Yakima, WA - The second-strongest run of summer chinook in the Columbia River in more than four decades prompted the river's treaty Indian tribes on Tuesday to open a new fishing season.

It's the first time in 38 years the tribes have allowed their members to commercially target the summer chinook.

The three-day harvest, from next Monday to Wednesday, will focus on the stretch of river between Bonneville and McNary dams.

The decision by the tribes, including the Yakama Nation, means a rare third commercial fishing season this year — an opportunity for fishermen to sell their product to wholesale buyers and the public.

Known as "June hogs," the summer chinook historically ruled the river as the largest of the salmon runs, sometimes coming in at 50 pounds apiece.

Heavy netting by cannery boats gutted the fishery in the early part of the last century, but this year's summer chinook are expected to arrive in the 20-pound range, said Charles Hudson, a spokesman for the Columbia River Intertribal Fisheries Commission in Portland. The Nez Perce, Yakama, Umatilla and Warm Springs tribes make up the commission.

"We probably won't ever see returns that match historic levels, but it's encouraging to see returns this big after so many decades," Hudson said.

Harvest managers are predicting about 120,000 fish to come up the river. Approximately 129,000 summer chinook were counted last year, but the tribes did not request a season.

The run numbered about 125,000 in 1960, but the size has varied greatly since then. In 1992 and 1995, for example, the runs hovered around 15,000.

Fisheries managers hesitate to say that the past two years indicate any sort of long-term recovery for the summer chinook.

"We're making progress. That's the message," Stuart Ellis, harvest management biologist for the intertribal commission, said in a statement.

Ellis credited the high counts to good ocean conditions.

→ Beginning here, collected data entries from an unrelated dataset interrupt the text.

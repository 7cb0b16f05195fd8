//! HTTP CONNECT proxy (CONNECT only, NO AUTH)
//!
//! Listens for local clients, reads one request head per connection and,
//! for `CONNECT host:port`, dials the relay with that destination. Once the
//! relay has upgraded, the client gets `200 Connection Established` and the
//! connection is piped through a [`RelaySession`].
//!
//! Anything other than CONNECT is answered with 503.

use std::net::SocketAddr;
use std::sync::Arc;
use std::time::Duration;

use futures::SinkExt;
use tokio::io::{AsyncReadExt, AsyncWriteExt};
use tokio::net::{TcpListener, TcpStream};
use tokio::task::JoinHandle;
use tokio_tungstenite::tungstenite::Message;
use tracing::{debug, error, info, warn};

use sockbridge_core::{RelaySession, SessionId, SessionOptions, Target, DEFAULT_SECRET};

use crate::{dial_relay, ClientError, Result};

/// Largest request head accepted from a local client
const MAX_HEAD_SIZE: usize = 8 * 1024;

const RESPONSE_ESTABLISHED: &[u8] = b"HTTP/1.1 200 Connection Established\r\n\r\n";
const RESPONSE_BAD_REQUEST: &[u8] =
    b"HTTP/1.1 400 Bad Request\r\nContent-Length: 0\r\nConnection: close\r\n\r\n";
const RESPONSE_BAD_GATEWAY: &[u8] =
    b"HTTP/1.1 502 Bad Gateway\r\nContent-Length: 0\r\nConnection: close\r\n\r\n";
const RESPONSE_UNAVAILABLE: &[u8] =
    b"HTTP/1.1 503 Service Unavailable\r\nContent-Length: 0\r\nConnection: close\r\n\r\n";

/// CONNECT proxy configuration
#[derive(Debug, Clone)]
pub struct ProxyConfig {
    /// Relay WebSocket URL (`ws://` or `wss://`)
    pub relay_url: String,
    /// Shared secret sent as `X-Password`
    pub password: String,
    /// Bound on the relay handshake
    pub dial_timeout: Duration,
    /// Pipe tuning
    pub session: SessionOptions,
}

impl ProxyConfig {
    pub fn new(relay_url: impl Into<String>) -> Self {
        Self {
            relay_url: relay_url.into(),
            password: DEFAULT_SECRET.to_string(),
            dial_timeout: Duration::from_secs(30),
            session: SessionOptions::default(),
        }
    }

    pub fn with_password(mut self, password: impl Into<String>) -> Self {
        self.password = password.into();
        self
    }
}

/// What the local client asked for
#[derive(Debug, Clone, PartialEq, Eq)]
enum ProxyRequest {
    Connect(Target),
    Unsupported(String),
}

/// Local HTTP CONNECT proxy
pub struct ConnectProxy {
    listen_addr: SocketAddr,
    config: Arc<ProxyConfig>,
    /// Handle for the listener task
    handle: Option<JoinHandle<()>>,
}

impl ConnectProxy {
    pub fn new(listen_addr: SocketAddr, config: ProxyConfig) -> Self {
        Self {
            listen_addr,
            config: Arc::new(config),
            handle: None,
        }
    }

    /// Start listening for proxy clients.
    ///
    /// Returns immediately; the proxy runs in a background task.
    pub async fn start(&mut self) -> std::io::Result<()> {
        let listener = TcpListener::bind(self.listen_addr).await?;
        let actual_addr = listener.local_addr()?;
        info!("CONNECT proxy listening on {} via {}", actual_addr, self.config.relay_url);
        self.listen_addr = actual_addr;

        let config = self.config.clone();

        let handle = tokio::spawn(async move {
            loop {
                match listener.accept().await {
                    Ok((stream, peer_addr)) => {
                        debug!("Proxy connection from {}", peer_addr);
                        let config = config.clone();
                        tokio::spawn(async move {
                            if let Err(e) = handle_connection(stream, config).await {
                                debug!("Proxy connection from {} ended: {}", peer_addr, e);
                            }
                        });
                    }
                    Err(e) => {
                        error!("Proxy accept error: {}", e);
                    }
                }
            }
        });

        self.handle = Some(handle);
        Ok(())
    }

    /// Stop the proxy
    pub fn stop(&mut self) {
        if let Some(handle) = self.handle.take() {
            handle.abort();
            info!("CONNECT proxy stopped");
        }
    }

    /// Get the listening address
    pub fn listen_addr(&self) -> SocketAddr {
        self.listen_addr
    }
}

impl Drop for ConnectProxy {
    fn drop(&mut self) {
        self.stop();
    }
}

/// Handle a single proxy connection
async fn handle_connection(mut stream: TcpStream, config: Arc<ProxyConfig>) -> Result<()> {
    let (head, early_data) = match read_request_head(&mut stream).await {
        Ok(parts) => parts,
        Err(e @ ClientError::InvalidRequest(_)) => {
            let _ = stream.write_all(RESPONSE_BAD_REQUEST).await;
            return Err(e);
        }
        Err(e) => return Err(e),
    };

    let target = match parse_request_line(&head) {
        Ok(ProxyRequest::Connect(target)) => target,
        Ok(ProxyRequest::Unsupported(method)) => {
            stream.write_all(RESPONSE_UNAVAILABLE).await?;
            return Err(ClientError::InvalidRequest(format!("Unsupported method: {}", method)));
        }
        Err(e) => {
            stream.write_all(RESPONSE_BAD_REQUEST).await?;
            return Err(e);
        }
    };

    info!("CONNECT {}", target);

    let mut socket = match dial_relay(&config.relay_url, &config.password, &target, config.dial_timeout).await {
        Ok(socket) => socket,
        Err(e) => {
            warn!("Relay refused {}: {}", target, e);
            stream.write_all(RESPONSE_BAD_GATEWAY).await?;
            return Err(e);
        }
    };

    stream.write_all(RESPONSE_ESTABLISHED).await?;

    // Bytes the client sent right behind the request head
    if !early_data.is_empty() {
        socket.send(Message::binary(early_data)).await?;
    }

    let id = SessionId::random();
    let report = RelaySession::new(id, socket, stream, config.session.clone())
        .run()
        .await;

    if let Some(e) = &report.error {
        debug!("Tunnel {} to {} ended with error: {}", id, target, e);
    }
    debug!(
        "Tunnel {} to {} closed ({:?}): {} bytes up, {} bytes down",
        id, target, report.ended_by, report.bytes_to_ws, report.bytes_to_tcp
    );

    Ok(())
}

/// Read up to the end of the request head.
///
/// Returns the head (without the blank line) and any bytes after it.
async fn read_request_head(stream: &mut TcpStream) -> Result<(Vec<u8>, Vec<u8>)> {
    let mut buf = Vec::with_capacity(1024);
    let mut chunk = [0u8; 1024];

    loop {
        let n = stream.read(&mut chunk).await?;
        if n == 0 {
            return Err(ClientError::InvalidRequest(
                "Connection closed before request head".to_string(),
            ));
        }

        // Resume the search a few bytes back in case the terminator straddles reads
        let search_from = buf.len().saturating_sub(3);
        buf.extend_from_slice(&chunk[..n]);

        if let Some(pos) = find_head_end(&buf[search_from..]) {
            let end = search_from + pos;
            let rest = buf.split_off(end + 4);
            buf.truncate(end);
            return Ok((buf, rest));
        }

        if buf.len() > MAX_HEAD_SIZE {
            return Err(ClientError::InvalidRequest(format!(
                "Request head exceeds {} bytes",
                MAX_HEAD_SIZE
            )));
        }
    }
}

fn find_head_end(buf: &[u8]) -> Option<usize> {
    buf.windows(4).position(|w| w == b"\r\n\r\n")
}

/// Parse `METHOD authority VERSION` from the first line of the head
fn parse_request_line(head: &[u8]) -> Result<ProxyRequest> {
    let head = std::str::from_utf8(head)
        .map_err(|_| ClientError::InvalidRequest("Request head is not UTF-8".to_string()))?;
    let line = head.split("\r\n").next().unwrap_or_default();

    let mut parts = line.split_whitespace();
    let (method, authority, version) = match (parts.next(), parts.next(), parts.next(), parts.next()) {
        (Some(method), Some(authority), Some(version), None) => (method, authority, version),
        _ => {
            return Err(ClientError::InvalidRequest(format!("Malformed request line: {}", line)));
        }
    };

    if !version.starts_with("HTTP/") {
        return Err(ClientError::InvalidRequest(format!("Unsupported version: {}", version)));
    }

    if !method.eq_ignore_ascii_case("CONNECT") {
        return Ok(ProxyRequest::Unsupported(method.to_string()));
    }

    let target = authority
        .parse::<Target>()
        .map_err(|e| ClientError::InvalidRequest(format!("Bad CONNECT target {}: {}", authority, e)))?;
    Ok(ProxyRequest::Connect(target))
}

"The tribes look at the opportunities presented by the 2003 summer chinook return with much hope and anticipation for the future," Davis Washines, a member of the Yakama Nation tribal council, said in the statement.

Sales are also under way from platforms and a hook-and-line fishery through July 16.

Chinook, steelhead, walleye, shad and carp will be available during the special gillnet season. Sockeye salmon and sturgeon will not be for sale.